Better Pain Management During the Holidays

Even as we remain a nation practicing social distancing this winter, our holiday to-do list is still miles long. There’s shopping, card creating, cooking, planning, and the added stress of possibly being separated from loved ones and missing out on annual traditions. Stress can take many forms in the body, including physical pain. If you feel worn out, achy, or are experiencing headaches, stomach aches, or any of the other physical symptoms of stress and anxiety this holiday season, continue reading to learn how to put your mind and body at ease.

  1. Pace Yourself. If you have a long list of holiday to-dos, make a scheduled, coordinated plan for achieving your goals. If you plan, you can avoid the stress-inducing, last-minute moments that can exacerbate pain. Such moments may include wrapping gifts well into the night, standing at your kitchen counter baking for hours, or sitting at your desk addressing one hundred holiday cards. Pace yourself and give your body a break from long sessions of physically exhausting activities.

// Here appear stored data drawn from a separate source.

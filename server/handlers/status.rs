use serde::Serialize;
use serde_json::json;

use crate::routes::{json_response, JsonResponse};
use crate::state::SharedState;

#[derive(Serialize)]
struct StatusReport<'a> {
    status:             &'static str,
    version:            &'static str,
    validation_profile: &'static str,
    thresholds_file:    Option<String>,
    image_size:         u32,
    labels:             &'a [String],
    model_path:         String,
    model_available:    bool,
    model_error:        Option<String>,
}

// ---------------------------------------------------------------------------
// GET /api/status
// ---------------------------------------------------------------------------

pub fn handle_status(state: &SharedState) -> JsonResponse {
    let model_error = state.pipeline.model_error();
    let report = StatusReport {
        status: "ok",
        version: env!("CARGO_PKG_VERSION"),
        validation_profile: state.settings.validation_profile_name(),
        thresholds_file: state.settings.thresholds_file.as_ref().map(|p| p.display().to_string()),
        image_size: state.pipeline.config().target_size,
        labels: state.pipeline.labels().as_slice(),
        model_path: state.settings.model_path.display().to_string(),
        model_available: model_error.is_none(),
        model_error,
    };
    json_response(200, &report)
}

// ---------------------------------------------------------------------------
// GET /api/health
// ---------------------------------------------------------------------------

pub fn handle_health() -> JsonResponse {
    json_response(200, &json!({ "status": "ok" }))
}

  2. Ask for Help. If you’re a can-doer, then this tactic may be challenging for you—but also crucial. No one should expect to balance work, homeschooling, chores, and holiday preparations alone. Ask for help when you need it. Ask your spouse to help your kids create their classroom holiday craft assignment, ask a friend to help you with your baking, and invite some neighbors to help you prepare meals for charity. Whatever it is that will require more time than you have in a day, ask for help before your body does so in the form of pain.

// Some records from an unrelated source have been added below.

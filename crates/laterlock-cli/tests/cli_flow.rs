use std::path::{Path, PathBuf};
use std::process::{Command, Output, Stdio};

use serde_json::Value;
use tempfile::TempDir;

const SYSTEM_KEY: &str = "integration-system-key";
const PASSPHRASE: &str = "correct-horse-battery";

fn bin() -> PathBuf {
    PathBuf::from(env!("CARGO_BIN_EXE_laterlock"))
}

struct Sandbox {
    dir: TempDir,
}

impl Sandbox {
    fn new() -> Self {
        let dir = tempfile::tempdir().expect("temp dir");
        std::fs::create_dir_all(dir.path().join("c")).expect("config home");
        std::fs::create_dir_all(dir.path().join("d")).expect("data home");
        Self { dir }
    }

    fn root(&self) -> &Path {
        self.dir.path()
    }

    fn config_path(&self) -> PathBuf {
        self.root().join("c").join("laterlock").join("config.toml")
    }

    fn db_path(&self) -> PathBuf {
        self.root().join("d").join("locks.db")
    }

    fn keyfile_path(&self) -> PathBuf {
        self.root().join("c").join("laterlock").join("system.key")
    }

    /// Base command with XDG dirs isolated and no ambient LaterLock env.
    fn command(&self) -> Command {
        let mut cmd = Command::new(bin());
        cmd.env("XDG_CONFIG_HOME", self.root().join("c"))
            .env("XDG_DATA_HOME", self.root().join("d"))
            .env("HOME", self.root())
            .env("LATERLOCK_CONFIG", self.config_path())
            .env("LATERLOCK_DB", self.db_path())
            .env_remove("LATERLOCK_SYSTEM_KEY")
            .env_remove("LATERLOCK_PASSPHRASE")
            .env_remove("LATERLOCK_BIND")
            .env("LATERLOCK_LOG", "off")
            .env("NO_COLOR", "1")
            .stdin(Stdio::null());
        cmd
    }

    fn run(&self, args: &[&str]) -> Output {
        self.command()
            .env("LATERLOCK_SYSTEM_KEY", SYSTEM_KEY)
            .args(args)
            .output()
            .expect("run laterlock")
    }

    fn run_json(&self, args: &[&str]) -> Value {
        let mut full = vec!["--json"];
        full.extend_from_slice(args);
        let output = self.run(&full);
        assert_success(&output);
        serde_json::from_slice(&output.stdout).expect("json output")
    }

    fn create(&self, delay: &str, content: &str) -> String {
        let output = self.run(&["--quiet", "create", "--delay", delay, "--content", content]);
        assert_success(&output);
        String::from_utf8_lossy(&output.stdout).trim().to_string()
    }
}

fn assert_success(output: &Output) {
    assert!(
        output.status.success(),
        "command failed: status={:?}\nstdout={}\nstderr={}",
        output.status.code(),
        String::from_utf8_lossy(&output.stdout),
        String::from_utf8_lossy(&output.stderr)
    );
}

fn assert_exit(output: &Output, code: i32) {
    assert_eq!(
        output.status.code(),
        Some(code),
        "unexpected status\nstdout={}\nstderr={}",
        String::from_utf8_lossy(&output.stdout),
        String::from_utf8_lossy(&output.stderr)
    );
}

#[test]
fn test_init_writes_config_keyfile_and_database() {
    let sandbox = Sandbox::new();
    let output = sandbox
        .command()
        .args(["--plain", "init"])
        .output()
        .expect("run init");
    assert_success(&output);

    let config = std::fs::read_to_string(sandbox.config_path()).expect("config written");
    assert!(config.contains("[storage]"));
    assert!(config.contains("locks.db"));
    assert!(sandbox.keyfile_path().exists());
    assert!(sandbox.db_path().exists());

    #[cfg(unix)]
    {
        use std::os::unix::fs::PermissionsExt;
        let mode = std::fs::metadata(sandbox.keyfile_path())
            .expect("keyfile metadata")
            .permissions()
            .mode();
        assert_eq!(mode & 0o777, 0o600);
    }

    let stdout = String::from_utf8_lossy(&output.stdout);
    assert!(stdout.contains("status=ok"));
}

#[test]
fn test_init_refuses_to_overwrite_without_force() {
    let sandbox = Sandbox::new();
    assert_success(&sandbox.command().args(["init"]).output().expect("init"));
    let key_before = std::fs::read_to_string(sandbox.keyfile_path()).expect("key");

    let again = sandbox.command().args(["init"]).output().expect("init again");
    assert_exit(&again, 4);

    let forced = sandbox
        .command()
        .args(["init", "--force"])
        .output()
        .expect("init --force");
    assert_success(&forced);
    let key_after = std::fs::read_to_string(sandbox.keyfile_path()).expect("key");
    assert_eq!(key_before, key_after);
}

#[test]
fn test_system_key_lock_lifecycle() {
    let sandbox = Sandbox::new();
    let id = sandbox.create("1h", "the wifi password");
    assert!(!id.is_empty());

    let status = sandbox.run_json(&["show", &id]);
    assert_eq!(status["id"], id.as_str());
    assert_eq!(status["state"], "locked");
    assert_eq!(status["delayMinutes"], 60);
    assert_eq!(status["isEncrypted"], false);
    assert_eq!(status["sealMode"], "systemKey");
    assert!(status["accessRequestedAt"].is_null());

    // not requested yet
    assert_exit(&sandbox.run(&["--plain", "view", &id]), 6);

    let receipt = sandbox.run_json(&["request", &id]);
    assert_eq!(receipt["id"], id.as_str());
    assert_eq!(receipt["action"], "request_access");
    assert_eq!(receipt["state"], "pending");
    assert!(receipt["remainingMilliseconds"].as_u64().unwrap_or_default() > 0);

    let refused = sandbox.run(&["--plain", "view", &id]);
    assert_exit(&refused, 6);
    let stderr = String::from_utf8_lossy(&refused.stderr);
    assert!(stderr.contains("error="), "stderr={}", stderr);

    let cancelled = sandbox.run_json(&["cancel", &id]);
    assert_eq!(cancelled["state"], "locked");
    let status = sandbox.run_json(&["show", &id]);
    assert!(status["accessRequestedAt"].is_null());

    let deleted = sandbox.run(&["--plain", "delete", &id, "--yes"]);
    assert_success(&deleted);
    assert_exit(&sandbox.run(&["show", &id]), 3);
}

#[test]
fn test_delete_requires_yes_without_tty() {
    let sandbox = Sandbox::new();
    let id = sandbox.create("5", "keep me");

    assert_exit(&sandbox.run(&["delete", &id]), 4);
    assert_success(&sandbox.run(&["show", &id]));
}

#[test]
fn test_keyfile_from_config_seals_without_env() {
    let sandbox = Sandbox::new();
    assert_success(&sandbox.command().args(["init"]).output().expect("init"));

    let output = sandbox
        .command()
        .args(["--quiet", "create", "-d", "10", "--content", "from keyfile"])
        .output()
        .expect("create");
    assert_success(&output);
    let id = String::from_utf8_lossy(&output.stdout).trim().to_string();

    let status = sandbox
        .command()
        .args(["--json", "show", &id])
        .output()
        .expect("show");
    assert_success(&status);
    let status: Value = serde_json::from_slice(&status.stdout).expect("json");
    assert_eq!(status["sealMode"], "systemKey");
}

#[test]
fn test_create_without_key_or_passphrase_fails() {
    let sandbox = Sandbox::new();
    let output = sandbox
        .command()
        .args(["create", "-d", "10", "--content", "nowhere to go"])
        .output()
        .expect("create");
    assert_exit(&output, 1);
    let stderr = String::from_utf8_lossy(&output.stderr);
    assert!(stderr.contains("System key is not configured"), "stderr={}", stderr);
}

#[test]
fn test_invalid_delay_and_id_are_rejected() {
    let sandbox = Sandbox::new();
    assert_exit(
        &sandbox.run(&["create", "--delay", "0", "--content", "x"]),
        4,
    );
    assert_exit(
        &sandbox.run(&["create", "--delay", "soon", "--content", "x"]),
        4,
    );
    assert_exit(&sandbox.run(&["show", "not a valid id!"]), 4);
}

#[test]
fn test_unknown_lock_is_not_found() {
    let sandbox = Sandbox::new();
    sandbox.create("5", "seed");
    assert_exit(&sandbox.run(&["show", "doesNotExist123"]), 3);
    assert_exit(&sandbox.run(&["request", "doesNotExist123"]), 3);
}

#[test]
fn test_passphrase_lock_is_sealed_locally() {
    let sandbox = Sandbox::new();
    let output = sandbox
        .command()
        .env("LATERLOCK_PASSPHRASE", PASSPHRASE)
        .args([
            "--quiet",
            "create",
            "--passphrase",
            "-d",
            "1",
            "--title",
            "diary",
            "--content",
            "dear diary",
        ])
        .output()
        .expect("create");
    assert_success(&output);
    let id = String::from_utf8_lossy(&output.stdout).trim().to_string();

    let status = sandbox.run_json(&["show", &id]);
    assert_eq!(status["isEncrypted"], true);
    assert_eq!(status["sealMode"], "passphrase");
    assert_eq!(status["title"], "diary");

    let receipt = sandbox.run_json(&["request", &id]);
    assert_eq!(receipt["state"], "pending");

    // one-minute wait still running
    let view = sandbox
        .command()
        .env("LATERLOCK_PASSPHRASE", PASSPHRASE)
        .args(["view", &id])
        .output()
        .expect("view");
    assert_exit(&view, 6);
}

#[test]
fn test_short_passphrase_is_rejected() {
    let sandbox = Sandbox::new();
    let output = sandbox
        .command()
        .env("LATERLOCK_PASSPHRASE", "short")
        .args(["create", "--passphrase", "-d", "5", "--content", "x"])
        .output()
        .expect("create");
    assert_exit(&output, 4);
}

#[test]
fn test_completions_generate_script() {
    let sandbox = Sandbox::new();
    let output = sandbox
        .command()
        .args(["completions", "bash"])
        .output()
        .expect("completions");
    assert_success(&output);
    let stdout = String::from_utf8_lossy(&output.stdout);
    assert!(stdout.contains("laterlock"));
}
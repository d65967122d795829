use std::sync::Arc;

use laterlock_core::{CreateLockRequest, LockService, LockStore, SqliteLockStore, SystemClock};
use tempfile::tempdir;

fn sealed_request() -> CreateLockRequest {
    CreateLockRequest {
        title: Some("On disk".to_string()),
        delay_minutes: Some(1440),
        encrypted_content: Some("ZGVmZ2hpamtsbW5vVsJ/Md2a6ZxjgncKuJWo0Q==".to_string()),
        salt: Some("000102030405060708090a0b0c0d0e0f".to_string()),
        ..Default::default()
    }
}

#[test]
fn test_open_creates_parent_directories() {
    let dir = tempdir().expect("tempdir");
    let path = dir.path().join("nested").join("deeper").join("laterlock.db");

    let store = SqliteLockStore::open(&path).expect("open should succeed");
    assert!(path.exists());
    assert_eq!(store.path(), Some(path.as_path()));
}

#[test]
fn test_reopen_is_idempotent_and_keeps_rows() {
    let dir = tempdir().expect("tempdir");
    let path = dir.path().join("laterlock.db");

    let created = {
        let store = Arc::new(SqliteLockStore::open(&path).expect("first open"));
        let service = LockService::new(store, SystemClock, None);
        service.create(sealed_request()).expect("create")
    };

    let store = SqliteLockStore::open(&path).expect("second open");
    let lock = store
        .get_lock(&created.id)
        .expect("get should succeed")
        .expect("lock should survive reopen");
    assert_eq!(lock.title.as_deref(), Some("On disk"));
    assert_eq!(lock.delay_minutes, 1440);
    assert_eq!(lock.created_at.timestamp_millis(), created.created_at);
}

#[test]
fn test_sealed_content_is_never_plaintext_on_disk() {
    let dir = tempdir().expect("tempdir");
    let path = dir.path().join("laterlock.db");
    let store = Arc::new(SqliteLockStore::open(&path).expect("open"));
    let key = laterlock_core::crypto::SystemKey::new("disk-test-key").unwrap();
    let service = LockService::new(store, SystemClock, Some(key));

    service
        .create(CreateLockRequest {
            content: Some("plaintext-marker-7f3a".to_string()),
            delay_minutes: Some(1),
            ..Default::default()
        })
        .expect("create");
    drop(service);

    let mut on_disk = std::fs::read(&path).expect("read db");
    for suffix in ["-wal", "-shm"] {
        let side = dir.path().join(format!("laterlock.db{}", suffix));
        if let Ok(bytes) = std::fs::read(side) {
            on_disk.extend(bytes);
        }
    }
    let needle = b"plaintext-marker-7f3a";
    assert!(!on_disk.windows(needle.len()).any(|w| w == needle));
}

  3. Don’t Quit Your Fitness Routine. It can be easy to give up your yoga class or running group when something needs to give to make up extra time for your holiday responsibilities. Resist the temptation to sacrifice the feel-good, stress-relieving, endorphin-boosting benefits that you get from working out. Too much sedentary time or not enough sleep can cause headaches, body aches, or exacerbate symptoms of conditions associated with chronic pain.

  4. Reimagine Some Traditions. Perhaps, when you were in your twenties, you started a tradition of cutting down a Christmas tree, dragging it through the woods, strapping it onto your car’s roof, and setting it up in your house. It’s a tradition you’ve loved for decades, but now the aches and pains that naturally come with age are making it hard to complete the task easily—or maybe even dangerous. Accept that it’s okay to make the switch to an artificial tree. Reimagine your tradition by still gathering your immediate family together and decorating the tree together. The event may be different, but what matters is that you’re with your loved ones—people who don’t want to see you hurting over the holidays.

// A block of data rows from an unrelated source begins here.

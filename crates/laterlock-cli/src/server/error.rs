//! HTTP error responses.

use axum::extract::rejection::JsonRejection;
use axum::http::StatusCode;
use axum::response::{IntoResponse, Response};
use axum::Json;
use serde::Serialize;

use laterlock_core::LaterlockError;

#[derive(Debug)]
pub enum ApiError {
    Core(LaterlockError),
    /// Body could not be read or parsed.
    Rejected(JsonRejection),
    /// A blocking task panicked or was cancelled.
    Task(String),
}

#[derive(Debug, Serialize)]
#[serde(rename_all = "camelCase")]
struct ErrorBody {
    error: String,
    reason: &'static str,
    #[serde(skip_serializing_if = "Option::is_none")]
    remaining_seconds: Option<u64>,
}

impl ErrorBody {
    fn new(error: impl Into<String>, reason: &'static str) -> Self {
        Self {
            error: error.into(),
            reason,
            remaining_seconds: None,
        }
    }
}

impl From<LaterlockError> for ApiError {
    fn from(err: LaterlockError) -> Self {
        ApiError::Core(err)
    }
}

impl From<JsonRejection> for ApiError {
    fn from(rejection: JsonRejection) -> Self {
        ApiError::Rejected(rejection)
    }
}

impl ApiError {
    fn parts(&self) -> (StatusCode, ErrorBody) {
        match self {
            ApiError::Core(err) => core_parts(err),
            ApiError::Rejected(rejection) => {
                let status = match rejection.status() {
                    StatusCode::PAYLOAD_TOO_LARGE => StatusCode::PAYLOAD_TOO_LARGE,
                    _ => StatusCode::BAD_REQUEST,
                };
                (
                    status,
                    ErrorBody::new(rejection.body_text(), "validation_error"),
                )
            }
            ApiError::Task(detail) => {
                tracing::error!(error = %detail, "blocking task failed");
                (
                    StatusCode::INTERNAL_SERVER_ERROR,
                    ErrorBody::new("Internal server error", "internal_error"),
                )
            }
        }
    }
}

fn core_parts(err: &LaterlockError) -> (StatusCode, ErrorBody) {
    let reason = err.reason();
    match err {
        LaterlockError::Validation(message) => {
            (StatusCode::BAD_REQUEST, ErrorBody::new(message.clone(), reason))
        }
        LaterlockError::NotFound(_) => (
            StatusCode::NOT_FOUND,
            ErrorBody::new("Lock not found", reason),
        ),
        LaterlockError::NotRequested => (
            StatusCode::FORBIDDEN,
            ErrorBody::new("Access has not been requested for this lock", reason),
        ),
        LaterlockError::WaitNotElapsed { remaining_seconds } => (
            StatusCode::FORBIDDEN,
            ErrorBody {
                error: "Wait time not elapsed".to_string(),
                reason,
                remaining_seconds: Some(*remaining_seconds),
            },
        ),
        LaterlockError::Decryption => (
            StatusCode::INTERNAL_SERVER_ERROR,
            ErrorBody::new("Failed to decrypt content", reason),
        ),
        LaterlockError::Crypto(_) | LaterlockError::Storage(_) => {
            tracing::error!(error = %err, "internal error");
            (
                StatusCode::INTERNAL_SERVER_ERROR,
                ErrorBody::new("Internal server error", reason),
            )
        }
    }
}

impl IntoResponse for ApiError {
    fn into_response(self) -> Response {
        let (status, body) = self.parts();
        (status, Json(body)).into_response()
    }
}

#[cfg(test)]
mod tests {
    use super::*;

    #[test]
    fn test_status_codes() {
        let cases = [
            (LaterlockError::Validation("x".into()), StatusCode::BAD_REQUEST),
            (LaterlockError::NotFound("x".into()), StatusCode::NOT_FOUND),
            (LaterlockError::NotRequested, StatusCode::FORBIDDEN),
            (
                LaterlockError::WaitNotElapsed {
                    remaining_seconds: 3,
                },
                StatusCode::FORBIDDEN,
            ),
            (LaterlockError::Decryption, StatusCode::INTERNAL_SERVER_ERROR),
            (
                LaterlockError::Storage("disk full".into()),
                StatusCode::INTERNAL_SERVER_ERROR,
            ),
        ];
        for (err, expected) in cases {
            assert_eq!(core_parts(&err).0, expected, "{:?}", err);
        }
    }

    #[test]
    fn test_internal_detail_is_hidden() {
        let (_, body) = core_parts(&LaterlockError::Storage("disk full at /var/x".into()));
        assert_eq!(body.error, "Internal server error");
        assert_eq!(body.reason, "internal_error");
    }

    #[test]
    fn test_wait_not_elapsed_carries_seconds() {
        let (_, body) = core_parts(&LaterlockError::WaitNotElapsed {
            remaining_seconds: 42,
        });
        let json = serde_json::to_value(&body).unwrap();
        assert_eq!(json["remainingSeconds"], 42);
        assert_eq!(json["reason"], "wait_not_elapsed");
    }
}
//! Application context for the LaterLock CLI.
//!
//! Bundles CLI arguments with the lazily-loaded config file so handlers
//! don't re-read it or thread paths through every call.

use std::path::PathBuf;
use std::sync::Arc;

use once_cell::unsync::OnceCell;

use laterlock_core::{LockService, SqliteLockStore, SystemClock};

use crate::cli::Cli;
use crate::config::{read_config, LaterlockConfig};
use crate::ui::UiContext;

use super::resolver::{resolve_config_path, resolve_db_path, resolve_system_key};

/// Service type used by every command.
pub type CliService = LockService<SqliteLockStore, SystemClock>;

pub struct AppContext<'a> {
    cli: &'a Cli,
    config: OnceCell<Option<LaterlockConfig>>,
}

impl<'a> AppContext<'a> {
    pub fn new(cli: &'a Cli) -> Self {
        Self {
            cli,
            config: OnceCell::new(),
        }
    }

    pub fn cli(&self) -> &Cli {
        self.cli
    }

    pub fn quiet(&self) -> bool {
        self.cli.quiet
    }

    pub fn no_input(&self) -> bool {
        self.cli.no_input
    }

    pub fn ui_context(&self) -> UiContext {
        UiContext::from_env(self.cli.json, self.cli.plain, self.cli.no_color, self.cli.ascii)
    }

    pub fn config_path(&self) -> anyhow::Result<PathBuf> {
        resolve_config_path(self.cli.config.as_deref())
    }

    /// The config file, if one exists. Loaded at most once.
    pub fn config(&self) -> anyhow::Result<Option<&LaterlockConfig>> {
        let config = self.config.get_or_try_init(|| {
            let path = self.config_path()?;
            if path.exists() {
                read_config(&path).map(Some)
            } else {
                Ok::<_, anyhow::Error>(None)
            }
        })?;
        Ok(config.as_ref())
    }

    pub fn db_path(&self) -> anyhow::Result<PathBuf> {
        let config_path = self.config_path()?;
        resolve_db_path(self.cli.db.as_deref(), self.config()?, &config_path)
    }

    /// Open the store and build the service. This is the single startup
    /// step that constructs the storage handle.
    pub fn open_service(&self) -> anyhow::Result<CliService> {
        let db_path = self.db_path()?;
        let system_key = resolve_system_key(self.config()?)?;
        tracing::debug!(
            db = %db_path.display(),
            system_key = system_key.is_some(),
            "opening lock store"
        );
        let store = SqliteLockStore::open(&db_path)?;
        Ok(LockService::new(Arc::new(store), SystemClock, system_key))
    }
}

  5. Eat Clean. If your chronic pain comes from inflammation, treat your body with kindness by limiting your intake of those items that can exacerbate inflammation and trigger pain, including alcohol, dairy, gluten, and artificial substances like preservatives.

  6. If You’re Depressed, Know When to Ask for Help. Depression can manifest into physical pain. If you’re separated from loved ones and feeling isolated this holiday season, your sadness may cause body aches, fatigue, headaches, and other physical symptoms. If your depression begins to interfere with your ability to complete your daily responsibilities, you begin to practice self-harm, or you have suicidal ideations, seek professional help immediately.

The holidays can be a wonderful time of the year for the warmth and happiness of friends and family. Just remember that the holidays are about who you’re with, not how many tasks you can check off your list. Don’t let your enthusiasm for the holidays take its toll on your body. Commit to celebrating this season, feeling happy and healthy.